- [What you should do]: All lines of the records below that contain the word "collect" must be listed.

- [Task inputs]:
***
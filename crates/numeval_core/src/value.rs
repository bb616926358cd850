//! Value types handled by the engine.
//!
//! All values are immutable once built; operations always produce new values.

use std::borrow::Cow;
use std::fmt;
use std::sync::Arc;

use num_complex::Complex64;

use crate::error::{EvalError, EvalResult};
use crate::shape::{measure, Shape};
use crate::traits::AsPrimitive;

/// A numeric magnitude tagged with a unit of measure.
///
/// The unit tag is opaque here; conversion between units lives elsewhere.
#[derive(Debug, Clone, PartialEq)]
pub struct Quantity {
    pub value: f64,
    pub unit: String,
}

impl Quantity {
    pub fn new(value: f64, unit: impl Into<String>) -> Self {
        Self {
            value,
            unit: unit.into(),
        }
    }

    /// Same unit, magnitude multiplied by `factor`.
    pub fn scaled(&self, factor: f64) -> Self {
        Self::new(self.value * factor, self.unit.clone())
    }

    /// Same unit, magnitude divided by `divisor` (IEEE-754 semantics).
    pub fn divided(&self, divisor: f64) -> Self {
        Self::new(self.value / divisor, self.unit.clone())
    }

    pub fn same_unit(&self, other: &Quantity) -> bool {
        self.unit == other.unit
    }
}

impl fmt::Display for Quantity {
    fn fmt(&self, f: &mut fmt::Formatter<'_>) -> fmt::Result {
        write!(f, "{} {}", self.value, self.unit)
    }
}

/// Ranges longer than this are rejected at construction.
pub const MAX_RANGE_LEN: usize = u32::MAX as usize;

/// Arithmetic progression `start, start + step, ...` bounded by `stop`.
#[derive(Debug, Clone, Copy, PartialEq)]
pub struct Range {
    pub start: f64,
    pub step: f64,
    pub stop: f64,
    pub inclusive: bool,
}

/// Number of elements in the progression, or `None` if it does not fit in
/// `MAX_RANGE_LEN`. A zero step, or a step pointing away from `stop`, gives 0.
fn element_count(start: f64, step: f64, stop: f64, inclusive: bool) -> Option<usize> {
    if step == 0.0 || (stop - start) * step < 0.0 {
        return Some(0);
    }
    let span = (stop - start) / step;
    let count = if inclusive { span.floor() + 1.0 } else { span.ceil() };
    if !count.is_finite() || count > MAX_RANGE_LEN as f64 {
        return None;
    }
    Some(count.max(0.0) as usize)
}

impl Range {
    /// Range with an inclusive `stop`.
    pub fn new(start: f64, step: f64, stop: f64) -> EvalResult<Self> {
        Self::with_bounds(start, step, stop, true)
    }

    pub fn with_bounds(start: f64, step: f64, stop: f64, inclusive: bool) -> EvalResult<Self> {
        if !(start.is_finite() && step.is_finite() && stop.is_finite()) {
            return Err(EvalError::InvalidRange {
                reason: "start, step and stop must be finite",
            });
        }
        if element_count(start, step, stop, inclusive).is_none() {
            return Err(EvalError::InvalidRange {
                reason: "too many elements",
            });
        }
        Ok(Self {
            start,
            step,
            stop,
            inclusive,
        })
    }

    /// Iterate the progression. A zero step, or a step pointing away from
    /// `stop`, yields nothing.
    pub fn iter(&self) -> impl Iterator<Item = f64> + '_ {
        (0..self.len()).map(move |i| self.start + i as f64 * self.step)
    }

    pub fn len(&self) -> usize {
        element_count(self.start, self.step, self.stop, self.inclusive).unwrap_or(MAX_RANGE_LEN)
    }

    pub fn is_empty(&self) -> bool {
        self.len() == 0
    }

    /// Materialize as plain sequence elements.
    pub fn realize(&self) -> Vec<Value> {
        self.iter().map(Value::Real).collect()
    }
}

/// Rectangular nested data that remembers it was built as a matrix.
///
/// Usually rank 2, but reductions and vector inputs produce rank-1 matrices.
#[derive(Debug, Clone, PartialEq)]
pub struct Matrix {
    data: Vec<Value>,
    dims: Vec<usize>,
}

impl Matrix {
    /// Wrap nested row data, rejecting ragged input.
    pub fn new(data: Vec<Value>) -> EvalResult<Self> {
        let dims = measure(&data)?;
        Ok(Self { data, dims })
    }

    /// Build from rows of reals.
    pub fn from_rows(rows: Vec<Vec<f64>>) -> EvalResult<Self> {
        Self::new(rows.into_iter().map(Value::from).collect())
    }

    /// Caller guarantees `dims` describes `data`.
    pub(crate) fn from_parts(data: Vec<Value>, dims: Vec<usize>) -> Self {
        debug_assert_eq!(data.len(), dims.first().copied().unwrap_or(0));
        Self { data, dims }
    }

    pub fn shape(&self) -> Shape {
        Shape::new(self.dims.clone())
    }

    pub fn dims(&self) -> &[usize] {
        &self.dims
    }

    pub fn data(&self) -> &[Value] {
        &self.data
    }
}

/// Closed set of operand kinds.
#[derive(Debug, Clone)]
pub enum Value {
    Real(f64),
    Complex(Complex64),
    Unit(Quantity),
    Sequence(Vec<Value>),
    Matrix(Matrix),
    Range(Range),
    /// A foreign value that can only be used through its primitive form.
    Opaque(Arc<dyn AsPrimitive>),
}

impl Value {
    pub fn complex(re: f64, im: f64) -> Self {
        Value::Complex(Complex64::new(re, im))
    }

    pub fn unit(value: f64, unit: impl Into<String>) -> Self {
        Value::Unit(Quantity::new(value, unit))
    }

    /// Name used in error messages.
    pub fn type_name(&self) -> &'static str {
        match self {
            Value::Real(_) => "number",
            Value::Complex(_) => "complex",
            Value::Unit(_) => "unit",
            Value::Sequence(_) => "array",
            Value::Matrix(_) => "matrix",
            Value::Range(_) => "range",
            Value::Opaque(inner) => inner.type_name(),
        }
    }

    pub fn as_real(&self) -> Option<f64> {
        match self {
            Value::Real(x) => Some(*x),
            _ => None,
        }
    }

    pub fn as_complex(&self) -> Option<Complex64> {
        match self {
            Value::Complex(z) => Some(*z),
            _ => None,
        }
    }

    /// Top-level elements of a container; ranges are realized.
    pub fn elements(&self) -> Option<Cow<'_, [Value]>> {
        match self {
            Value::Sequence(items) => Some(Cow::Borrowed(items.as_slice())),
            Value::Matrix(matrix) => Some(Cow::Borrowed(matrix.data())),
            Value::Range(range) => Some(Cow::Owned(range.realize())),
            _ => None,
        }
    }

    pub fn shape(&self) -> EvalResult<Shape> {
        crate::shape::classify(self, "size").map(|classified| classified.shape)
    }
}

impl PartialEq for Value {
    fn eq(&self, other: &Self) -> bool {
        match (self, other) {
            (Value::Real(a), Value::Real(b)) => a == b,
            (Value::Complex(a), Value::Complex(b)) => a == b,
            (Value::Unit(a), Value::Unit(b)) => a == b,
            (Value::Sequence(a), Value::Sequence(b)) => a == b,
            (Value::Matrix(a), Value::Matrix(b)) => a == b,
            (Value::Range(a), Value::Range(b)) => a == b,
            (Value::Opaque(a), Value::Opaque(b)) => std::ptr::addr_eq(Arc::as_ptr(a), Arc::as_ptr(b)),
            _ => false,
        }
    }
}

impl From<f64> for Value {
    fn from(value: f64) -> Self {
        Value::Real(value)
    }
}

impl From<Complex64> for Value {
    fn from(value: Complex64) -> Self {
        Value::Complex(value)
    }
}

impl From<Quantity> for Value {
    fn from(value: Quantity) -> Self {
        Value::Unit(value)
    }
}

impl From<Matrix> for Value {
    fn from(value: Matrix) -> Self {
        Value::Matrix(value)
    }
}

impl From<Range> for Value {
    fn from(value: Range) -> Self {
        Value::Range(value)
    }
}

impl<T: Into<Value>> From<Vec<T>> for Value {
    fn from(items: Vec<T>) -> Self {
        Value::Sequence(items.into_iter().map(Into::into).collect())
    }
}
***
- [Result]:
        self.iter().map(Value::Real).collect()
        Self::new(rows.into_iter().map(Value::from).collect())
        Value::Sequence(items.into_iter().map(Into::into).collect())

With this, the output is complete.